Un movimiento es acción multiplicada por el método de su realización en un escenario social determinado. Es fuerza activa que construye poder, o no es un movimiento. Éste es el sentido político de la militancia de participación, al margen del carácter cerrado y fragmentario de supuestas “vanguardias” burocráticas. La clave organizativa no es compleja, porque la propia problemática que se vive, al madurar la crisis, va proponiendo naturalmente objetivos y acciones a quienes están resueltos a asumir la iniciativa.

El ciclo histórico dicta así sus tendencias apropiadas a los nuevos componentes políticos, que las deben asimilar y asumir sus consecuencias. Este aprendizaje sobre la marcha de los acontecimientos, tiene que reflejarse simultáneamente en la ampliación del frente de acción, descartando la rémora del sectarismo que agotó, precisamente, a la etapa anterior.
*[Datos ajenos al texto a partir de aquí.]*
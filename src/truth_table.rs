use crate::error::{Error, Result};
use crate::eval::evaluate;
use crate::postfix::to_postfix;
use crate::symbols::{bit_char, Variable};
use crate::variables::extract;
use log::{debug, trace};
use rayon::prelude::*;
use std::{
    fmt::{self, Display},
    str::FromStr,
};

/// The bits assigned to every variable for one row of a truth table.
///
/// Bit `k` belongs to the `k`-th variable in ascending order; the first variable
/// is the most significant bit of the row index.
#[derive(Debug, Clone, PartialEq, Eq, Hash)]
pub struct Assignment {
    index: usize,
    bits: Vec<bool>,
}

impl Assignment {
    /// Builds the assignment for row `index` of a table over `width` variables.
    pub fn new(index: usize, width: usize) -> Self {
        let bits = (0..width)
            .map(|k| (index >> (width - 1 - k)) & 1 == 1)
            .collect();

        Self { index, bits }
    }

    pub const fn index(&self) -> usize {
        self.index
    }

    pub fn bits(&self) -> &[bool] {
        &self.bits
    }

    /// Replaces every occurrence of each variable in `expression` by its bit.
    ///
    /// `variables` are the sorted variables of the table this assignment was built for.
    pub(crate) fn substitute(&self, expression: &str, variables: &[Variable]) -> String {
        debug_assert_eq!(variables.len(), self.bits.len());

        expression
            .chars()
            .map(|c| match variables.binary_search(&Variable(c)) {
                Ok(k) => bit_char(self.bits[k]),
                Err(_) => c,
            })
            .collect()
    }
}

#[derive(Debug, Clone, PartialEq, Eq, Hash)]
pub struct Row {
    pub assignment: Assignment,
    pub result: bool,
}

/// The complete truth table of an expression.
///
/// Rows are ordered by ascending assignment index, `2^N` rows for `N` variables.
#[derive(Debug, Clone, PartialEq, Eq)]
pub struct TruthTable {
    expression: String,
    variables: Vec<Variable>,
    rows: Vec<Row>,
}

impl TruthTable {
    /// Evaluates `expression` under every assignment of its variables.
    ///
    /// The work is `O(2^N)` in the number of distinct variables; callers are
    /// expected to keep `N` small (about 20 at most). No bound is enforced here.
    pub fn build(expression: &str) -> Result<Self> {
        let variables = Self::prepare(expression)?;

        let rows = (0..row_count(&variables))
            .map(|i| evaluate_row(expression, &variables, i))
            .collect::<Result<Vec<Row>>>()?;

        Ok(Self {
            expression: expression.to_string(),
            variables,
            rows,
        })
    }

    /// Same as [`TruthTable::build`], with the rows evaluated on the rayon thread pool.
    ///
    /// The result is identical to the sequential build, including which error is
    /// reported when several rows fail.
    pub fn build_parallel(expression: &str) -> Result<Self> {
        let variables = Self::prepare(expression)?;

        let rows = (0..row_count(&variables))
            .into_par_iter()
            .map(|i| evaluate_row(expression, &variables, i))
            .collect::<Vec<Result<Row>>>()
            .into_iter()
            .collect::<Result<Vec<Row>>>()?;

        Ok(Self {
            expression: expression.to_string(),
            variables,
            rows,
        })
    }

    fn prepare(expression: &str) -> Result<Vec<Variable>> {
        if expression.is_empty() {
            return Err(Error::EmptyExpression);
        }

        let variables = extract(expression);
        debug!(
            "{expression}: {} variables [{}], {} rows",
            variables.len(),
            variables.iter().map(|v| v.name()).collect::<String>(),
            row_count(&variables)
        );

        Ok(variables)
    }

    pub fn expression(&self) -> &str {
        &self.expression
    }

    pub fn variables(&self) -> &[Variable] {
        &self.variables
    }

    pub fn rows(&self) -> &[Row] {
        &self.rows
    }

    pub fn len(&self) -> usize {
        self.rows.len()
    }

    pub fn is_empty(&self) -> bool {
        self.rows.is_empty()
    }

    /// Rows whose result is accepted by `filter`, in table order.
    pub fn filtered(&self, filter: ResultFilter) -> impl Iterator<Item = &Row> {
        self.rows.iter().filter(move |row| filter.accepts(row.result))
    }

    pub fn is_tautology(&self) -> bool {
        self.rows.iter().all(|row| row.result)
    }

    pub fn is_contradiction(&self) -> bool {
        !self.is_satisfiable()
    }

    pub fn is_satisfiable(&self) -> bool {
        self.rows.iter().any(|row| row.result)
    }
}

fn row_count(variables: &[Variable]) -> usize {
    1 << variables.len()
}

fn evaluate_row(expression: &str, variables: &[Variable], index: usize) -> Result<Row> {
    let assignment = Assignment::new(index, variables.len());
    let substituted = assignment.substitute(expression, variables);
    trace!("row {index}: {substituted}");

    let result = evaluate(&to_postfix(&substituted)?)?;

    Ok(Row { assignment, result })
}

#[derive(Debug, Clone, Copy, PartialEq, Eq, Default)]
/// Selects which rows of a truth table are shown.
///
/// [`True`] keeps the rows where the expression holds, [`False`] the rows where
/// it does not, and [`Any`] keeps every row.
///
/// [`Any`]: ResultFilter::Any
/// [`True`]: ResultFilter::True
/// [`False`]: ResultFilter::False
pub enum ResultFilter {
    /// Rows evaluating to 1
    True,
    /// Rows evaluating to 0
    False,
    /// All rows
    #[default]
    Any,
}

impl ResultFilter {
    const ALL: [Self; 3] = [Self::True, Self::False, Self::Any];

    /// Accepted spellings, compared case-insensitively. The first one is canonical.
    const fn spellings(self) -> &'static [&'static str] {
        match self {
            Self::True => &["true", "1"],
            Self::False => &["false", "0"],
            Self::Any => &["any", "*"],
        }
    }

    pub const fn accepts(self, result: bool) -> bool {
        match self {
            Self::True => result,
            Self::False => !result,
            Self::Any => true,
        }
    }
}

impl Display for ResultFilter {
    fn fmt(&self, f: &mut fmt::Formatter<'_>) -> fmt::Result {
        f.pad(self.spellings()[0])
    }
}

impl FromStr for ResultFilter {
    type Err = anyhow::Error;

    fn from_str(s: &str) -> std::result::Result<Self, Self::Err> {
        let spelling = s.to_ascii_lowercase();

        Self::ALL
            .into_iter()
            .find(|filter| filter.spellings().contains(&spelling.as_str()))
            .ok_or_else(|| anyhow::anyhow!("expected true, false or any as result filter, got {s}"))
    }
}

#[cfg(test)]
mod tests {
    use super::*;
    use pretty_assertions::assert_eq;
    use test_log::test;

    fn bits(s: &str) -> Vec<bool> {
        s.chars().map(|c| c == '1').collect()
    }

    #[test]
    fn first_variable_is_most_significant() {
        assert_eq!(Assignment::new(0b01, 2).bits(), bits("01"));
        assert_eq!(Assignment::new(0b10, 2).bits(), bits("10"));
        assert_eq!(Assignment::new(0b110, 3).bits(), bits("110"));
        assert!(Assignment::new(0, 0).bits().is_empty());
    }

    #[test]
    fn substitutes_every_occurrence() {
        let variables = [Variable('a'), Variable('b')];
        let assignment = Assignment::new(0b10, 2);
        assert_eq!(assignment.substitute("a&b|!a&b", &variables), "1&0|!1&0");
    }

    #[test]
    fn rows_substitute_with_their_own_variables() -> Result<()> {
        let expression = "c&!a|(b^a)&c";
        let table = TruthTable::build(expression)?;

        for row in table.rows() {
            assert_eq!(row.assignment.bits().len(), table.variables().len());

            let substituted = row.assignment.substitute(expression, table.variables());
            assert!(substituted.chars().all(|c| !Variable::is_variable(c)));
            assert_eq!(evaluate(&to_postfix(&substituted)?)?, row.result);
        }

        Ok(())
    }

    #[test]
    fn empty_expression_is_reported() {
        assert_eq!(TruthTable::build(""), Err(Error::EmptyExpression));
        assert_eq!(TruthTable::build_parallel(""), Err(Error::EmptyExpression));
    }

    #[test]
    fn constant_expression_has_one_row() -> Result<()> {
        let table = TruthTable::build("1&!0")?;
        assert!(table.variables().is_empty());
        assert_eq!(table.len(), 1);
        assert!(table.is_tautology());
        Ok(())
    }

    #[test]
    fn filter_rows() -> Result<()> {
        let table = TruthTable::build("a^b")?;
        let indices = |filter: ResultFilter| {
            table
                .filtered(filter)
                .map(|row| row.assignment.index())
                .collect::<Vec<_>>()
        };

        assert_eq!(indices(ResultFilter::True), vec![1, 2]);
        assert_eq!(indices(ResultFilter::False), vec![0, 3]);
        assert_eq!(indices(ResultFilter::Any), vec![0, 1, 2, 3]);
        Ok(())
    }

    #[test]
    fn parse_filter() -> anyhow::Result<()> {
        assert_eq!("1".parse::<ResultFilter>()?, ResultFilter::True);
        assert_eq!("TRUE".parse::<ResultFilter>()?, ResultFilter::True);
        assert_eq!("False".parse::<ResultFilter>()?, ResultFilter::False);
        assert_eq!("0".parse::<ResultFilter>()?, ResultFilter::False);
        assert_eq!("*".parse::<ResultFilter>()?, ResultFilter::Any);
        assert_eq!("Any".parse::<ResultFilter>()?, ResultFilter::Any);
        // single letters look like variables, so they are not filter names
        assert!("a".parse::<ResultFilter>().is_err());
        assert!("t".parse::<ResultFilter>().is_err());
        assert!("maybe".parse::<ResultFilter>().is_err());

        for filter in ResultFilter::ALL {
            assert_eq!(filter.to_string().parse::<ResultFilter>()?, filter);
        }
        Ok(())
    }
}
Por esta vía, y cuando ya exista una masa crítica de cuadros, se operará el recambio, pero no impulsado por la mera ambición de cargos y prebendas, sino con conciencia de aporte a la reanudación del proyecto nacional, que es lo que colectivamente importa y queda en la historia.

La cooperación mutua de las distintas generaciones

Liderar es dar vida a las formas orgánicas de la actividad política o social, por obra de la presencia decisiva de aquellos que tienen la fuerza espiritual y el talento necesario para evitar la rutina y la mediocridad de las estructuras inertes. Esta fuerza, que algunos llaman “carismática”, comienza a gestarse en un núcleo de creencias y convicciones, íntimas y poderosas, que se irradian a los demás como prolongación inconfundible del alma de la conducción.

Sin embargo, expresar “lo nuevo” y tener la vocación de consagrarlo en una reforma profunda de la actitud comunitaria, nunca es obra de un “partido de la juventud”, porque supone un proceso largo que exige constancia para persistir en el tiempo. Luego, la clave está en la organización, y en el enlace de las distintas generaciones, sumando las virtudes y neutralizando los defectos inherentes a cada una de ellas. De la generación juvenil su empuje y entrega pero evitando la intemperancia; de la generación intermedia su capacidad organizativa pero evitando las tendencias burocráticas; y de la generación veterana su experiencia y prudencia pero evitando el escepticismo.

Los pueblos constructores de grandes naciones, lo hicieron así, por encima de todas sus penurias y contrastes, porque siempre creyeron que lo mejor de su historia era lo que estaba por venir. Sin esta expectativa creadora hubieran percibido el futuro como una fusión de obstáculos y amenazas, y habrían perdido la virtud cardinal de la esperanza, que tiene el don de aligerar el camino con entusiasmo y fe.